The ladies glanced at the few couples shuffling lightly before the band. Trish Fuller’s last remark satisfied Madame Bucha, whose tastes consistently evolved around those who spoke first. She agreed. “So often we don’t get a chance to do a leetle samba.” She took another sip of her drink, careful not to actually finish it. Gulping down a drink to its end was inappropriate. Merely discard and get another. She held her half empty glass to a passing waiter, who, despite the fact that his tray was for canapés, took it.
“Cornelia always likes to be a bit forward with her parties,” Trish said.
“It’s nice to be a bit different,” the heiress agreed. “Dahling, you told me at luncheon last week that you were wearing the Chanel.”
Madame Bucha glanced adoringly at Trish’s Bruno de la Selle gown, a simple black and cream creation which sold for $15,000. But since Trish mentioned how she was determined to wear it at the more photogenic parties, Bruno, a dear old friend since the early Lincoln Center days, agreed to give it to her at half off. Trish fondled her egg-shaped purse, a glittering cluster of beads, attempting to control herself from lighting another cigarette.
“I changed my mind,” Trish said casually. “Especially when my secretary found out that Bruno was on the guest list.”
“A wise move, dear.”
“Thank you. You look radiant. Did I tell you?”
“Yes.”
Trish changed the topic. “So, I do hope you can be on the committee for my benefit in June.”
“Oh, yes of course, the one for the playground?”
“No, the AIDS benefit. It’ll be here at the Met.”
Madame Bucha’s face froze a moment. She hesitated. “I think we’re off to Ibiza by mid-June. Do call me though, I’ll check my calendar.”
“Certainly, dear.” Trish forced a wan smile. “Well, if you’ll excuse me, I must check on Winnie. He just cornered the senator and I mustn’t let him drone on.”
“Ta,” Madame patted her hand lightly on Trish’s arm.
“Ta.” They drew apart and were quickly greeted by other poised and proper guests.
We’ll have to cross her off the list,
Trish Fuller thought.
Just say the word and they run.
12
The East 73rd Street office and kitchen of Fabulous Food
was
originally a town house built by a second cousin of the Vanderman empire.

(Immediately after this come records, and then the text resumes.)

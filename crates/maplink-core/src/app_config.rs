use std::net::SocketAddr;
use std::path::PathBuf;

#[derive(Debug, Clone, PartialEq, Eq)]
pub enum Environment {
    Development,
    Test,
    Production,
}

impl std::fmt::Display for Environment {
    fn fmt(&self, f: &mut std::fmt::Formatter<'_>) -> std::fmt::Result {
        match self {
            Environment::Development => write!(f, "development"),
            Environment::Test => write!(f, "test"),
            Environment::Production => write!(f, "production"),
        }
    }
}

#[derive(Debug, Clone)]
pub struct AppConfig {
    pub env: Environment,
    pub bind_addr: SocketAddr,
    pub log_level: String,
    /// Per-attempt HTTP timeout for every outbound request.
    pub request_timeout_secs: u64,
    /// Redirect cap for auto-following clients (bridges, place lookups).
    pub bridge_max_redirects: usize,
    /// Hop budget for the manual redirect follower.
    pub manual_max_hops: usize,
    pub accept_language: String,
    /// Hosts classified as short links in addition to the built-in list.
    pub extra_short_hosts: Vec<String>,
    pub browser_enabled: bool,
    pub browser_executable: Option<PathBuf>,
    pub browser_nav_timeout_ms: u64,
    pub browser_idle_timeout_ms: u64,
    /// Upper bound for one whole `expand_and_parse` call made by the server.
    pub expand_deadline_secs: u64,
}
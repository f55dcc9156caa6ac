use std::sync::LazyLock;

use regex::{Captures, Regex};

static HEX_ESCAPE_RE: LazyLock<Regex> =
    LazyLock::new(|| Regex::new(r"\\x([0-9A-Fa-f]{2})").expect("valid regex"));
static UNICODE_ESCAPE_RE: LazyLock<Regex> =
    LazyLock::new(|| Regex::new(r"\\u00([0-9A-Fa-f]{2})").expect("valid regex"));
static ENTITY_RE: LazyLock<Regex> =
    LazyLock::new(|| Regex::new(r"&(#[xX]?[0-9a-fA-F]+|[a-zA-Z]+);").expect("valid regex"));

fn decode_hex_byte(caps: &Captures<'_>) -> String {
    u8::from_str_radix(&caps[1], 16)
        .map(|b| char::from(b).to_string())
        .unwrap_or_else(|_| caps[0].to_string())
}

fn decode_entity(caps: &Captures<'_>) -> String {
    let entity = caps[1].to_ascii_lowercase();
    let decoded = match entity.as_str() {
        "amp" => Some('&'),
        "quot" => Some('"'),
        "apos" => Some('\''),
        "lt" => Some('<'),
        "gt" => Some('>'),
        "nbsp" => Some(' '),
        _ => {
            let code_point = if let Some(hex) = entity.strip_prefix("#x") {
                u32::from_str_radix(hex, 16).ok()
            } else if let Some(dec) = entity.strip_prefix('#') {
                dec.parse::<u32>().ok()
            } else {
                None
            };
            code_point.and_then(char::from_u32)
        }
    };
    decoded.map_or_else(|| caps[0].to_string(), |c| c.to_string())
}

/// Undoes the JS and HTML escaping providers wrap their redirect targets in.
///
/// Handles `\xHH`, `\u00HH`, `\/`, the common named entities and numeric
/// (decimal or hex) character references. Unknown entities are left as is.
#[must_use]
pub fn deobfuscate_html(text: &str) -> String {
    let text = HEX_ESCAPE_RE.replace_all(text, decode_hex_byte);
    let text = UNICODE_ESCAPE_RE.replace_all(&text, decode_hex_byte);
    let text = text.replace("\\/", "/");
    ENTITY_RE.replace_all(&text, decode_entity).into_owned()
}
//! Headless browser fallback.
//!
//! The pipeline talks to a [`PageRenderer`]; production uses
//! [`ChromiumRenderer`], tests substitute a fake.

mod chromium;

use std::future::Future;

use thiserror::Error;

pub use chromium::ChromiumRenderer;

#[derive(Debug, Error)]
pub enum BrowserError {
    #[error("chromium error: {0}")]
    Chromium(String),

    #[error("navigation failed: {0}")]
    Navigation(String),

    #[error("timeout: {0}")]
    Timeout(String),
}

/// Settled state of a rendered page.
#[derive(Debug, Clone, PartialEq, Eq)]
pub struct RenderedPage {
    /// URL the page settled on after scripts and redirects ran.
    pub url: String,
    /// Rendered document markup.
    pub html: String,
}

/// Loads a URL in a real browser and reports where it settled.
///
/// Implementations own the browser lifecycle: whatever they launch for a
/// call is released before the returned future completes or is dropped.
pub trait PageRenderer: Send + Sync {
    fn render(&self, url: &str) -> impl Future<Output = Result<RenderedPage, BrowserError>> + Send;
}
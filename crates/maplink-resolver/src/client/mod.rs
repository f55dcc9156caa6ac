//! Pooled HTTP clients shared by every network-bound strategy.

mod identity;

use std::time::Duration;

use reqwest::header::{HeaderValue, ACCEPT, ACCEPT_LANGUAGE, CONTENT_TYPE, LOCATION, REFERER};
use reqwest::{redirect, Client, Response, Url};

use crate::config::ResolverConfig;
use crate::error::ResolveError;

pub use identity::Identity;

const ACCEPT_HTML: &str = "text/html,application/xhtml+xml,application/xml;q=0.9,*/*;q=0.8";
const GOOGLE_REFERER: &str = "https://www.google.com/";

/// Whether a request lets the client chase redirects itself.
#[derive(Debug, Clone, Copy, PartialEq, Eq)]
pub enum RedirectMode {
    /// Up to the configured bridge redirect cap.
    Follow,
    /// Redirects disabled; the caller reads `Location` itself.
    Manual,
}

/// What a single GET produced.
#[derive(Debug, Clone)]
pub struct FetchedPage {
    /// URL the response was served from (after any automatic redirects).
    pub url: Url,
    pub status: u16,
    /// Raw `Location` header, when present.
    pub location: Option<String>,
    /// Textual body; empty for binary responses and for redirects.
    pub body: String,
}

/// Two process-wide clients: one following redirects, one not.
///
/// Built once and shared; `reqwest::Client` pools connections internally.
/// Non-2xx responses are not errors here: redirect pages and error pages
/// still carry useful `Location` headers and bodies.
#[derive(Debug, Clone)]
pub struct HttpClients {
    following: Client,
    manual: Client,
    accept_language: HeaderValue,
}

impl HttpClients {
    /// Builds both clients from the resolver configuration.
    ///
    /// # Errors
    ///
    /// Returns [`ResolveError::Http`] if a `reqwest::Client` cannot be
    /// constructed (e.g. TLS backend initialization failure), or
    /// [`ResolveError::InvalidHeader`] for an unusable `accept-language`.
    pub fn new(config: &ResolverConfig) -> Result<Self, ResolveError> {
        let following = base_builder(config.request_timeout)
            .redirect(redirect::Policy::limited(config.bridge_max_redirects))
            .build()?;
        let manual = base_builder(config.request_timeout)
            .redirect(redirect::Policy::none())
            .build()?;
        let accept_language = HeaderValue::from_str(&config.accept_language).map_err(|e| {
            ResolveError::InvalidHeader {
                name: "accept-language",
                reason: e.to_string(),
            }
        })?;
        Ok(Self {
            following,
            manual,
            accept_language,
        })
    }

    /// Issues one GET with the identity's header set.
    ///
    /// In [`RedirectMode::Manual`] the request also carries a search-engine
    /// `referer`, and the body is only read when no `Location` is present.
    ///
    /// # Errors
    ///
    /// Returns [`ResolveError::Http`] on network failure, timeout, or when
    /// the redirect cap is exceeded.
    pub async fn fetch(
        &self,
        url: &str,
        identity: Identity,
        mode: RedirectMode,
    ) -> Result<FetchedPage, ResolveError> {
        let client = match mode {
            RedirectMode::Follow => &self.following,
            RedirectMode::Manual => &self.manual,
        };

        let mut request = client
            .get(url)
            .header(reqwest::header::USER_AGENT, identity.user_agent())
            .header(ACCEPT, ACCEPT_HTML)
            .header(ACCEPT_LANGUAGE, self.accept_language.clone())
            .header("upgrade-insecure-requests", "1");
        if mode == RedirectMode::Manual {
            request = request.header(REFERER, GOOGLE_REFERER);
        }

        let response = request.send().await?;
        let status = response.status().as_u16();
        let settled = response.url().clone();
        let location = response
            .headers()
            .get(LOCATION)
            .and_then(|v| v.to_str().ok())
            .map(str::to_owned);

        let body = if location.is_some() && mode == RedirectMode::Manual {
            String::new()
        } else {
            read_text_body(response).await?
        };

        tracing::debug!(
            url,
            settled = %settled,
            status,
            has_location = location.is_some(),
            identity = identity.label(),
            "fetched page"
        );

        Ok(FetchedPage {
            url: settled,
            status,
            location,
            body,
        })
    }
}

fn base_builder(timeout: Duration) -> reqwest::ClientBuilder {
    Client::builder()
        .timeout(timeout)
        .connect_timeout(Duration::from_secs(10))
}

/// Reads the body when the response declares (or omits) a textual type.
async fn read_text_body(response: Response) -> Result<String, ResolveError> {
    let textual = response
        .headers()
        .get(CONTENT_TYPE)
        .and_then(|v| v.to_str().ok())
        .is_none_or(is_textual_content_type);
    if !textual {
        return Ok(String::new());
    }
    Ok(response.text().await?)
}

fn is_textual_content_type(content_type: &str) -> bool {
    let lower = content_type.to_ascii_lowercase();
    ["text", "html", "json", "javascript", "xml"]
        .iter()
        .any(|marker| lower.contains(marker))
}

#[cfg(test)]
#[path = "../client_test.rs"]
mod tests;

The family of Eugene Bolt, who wisely married into the clan, enjoyed two generations of life in the house until the crash of 1929. They left the city and lived in Europe, where they made millions in the black market as Nazi sympathizers. Meanwhile they rented the Manhattan town house to less wealthy friends of the family, who lived in it until 1972, when the Bolt relatives all but died off or moved to other town houses.
Fenton Gill, a restaurant manager recently in business with Philipe Berget, a noted Belgian chef, offered to buy the space to house their growing catering company. The building was secured with a loan from a German investor, who was also a business partner with the Bolt family and a huge fan of Berget’s recipes. Gill and Berget bought the place.
After ripping the first floor to the core and hiring carpenters and plumbers to completely redo the fixtures, they bought an array of kitchen equipment, stocking the lower floor with every modern stove and refrigerating unit available. The upstairs rooms were converted to offices, and a small lounge for intimate tasting parties.
The company was a huge success, partially from the array of wealthy clients pulled from Gill’s restaurant contacts and Berget’s fans. But most of all, no other company treated the fretting society women so well. They all wanted to throw the best parties. Through the years, Fabulous Food, once the radical newcomers of the uptown special events crowd, became simply
the
company to hire. It became simply
outré
not to hire Fabulous.
Berget moved to staff development, the kitchen work having become too exhausting. They brought Claude Corot from Paris, who revamped the menu and brought simple European cuisine with delicate sauces and desserts to the trend-seeking palettes of the Upper East Side. The ranks of the company doubled. Where once a staff of fifty was hired for a large event, now a hundred fifty were called. There were a lot more rich mouths to feed.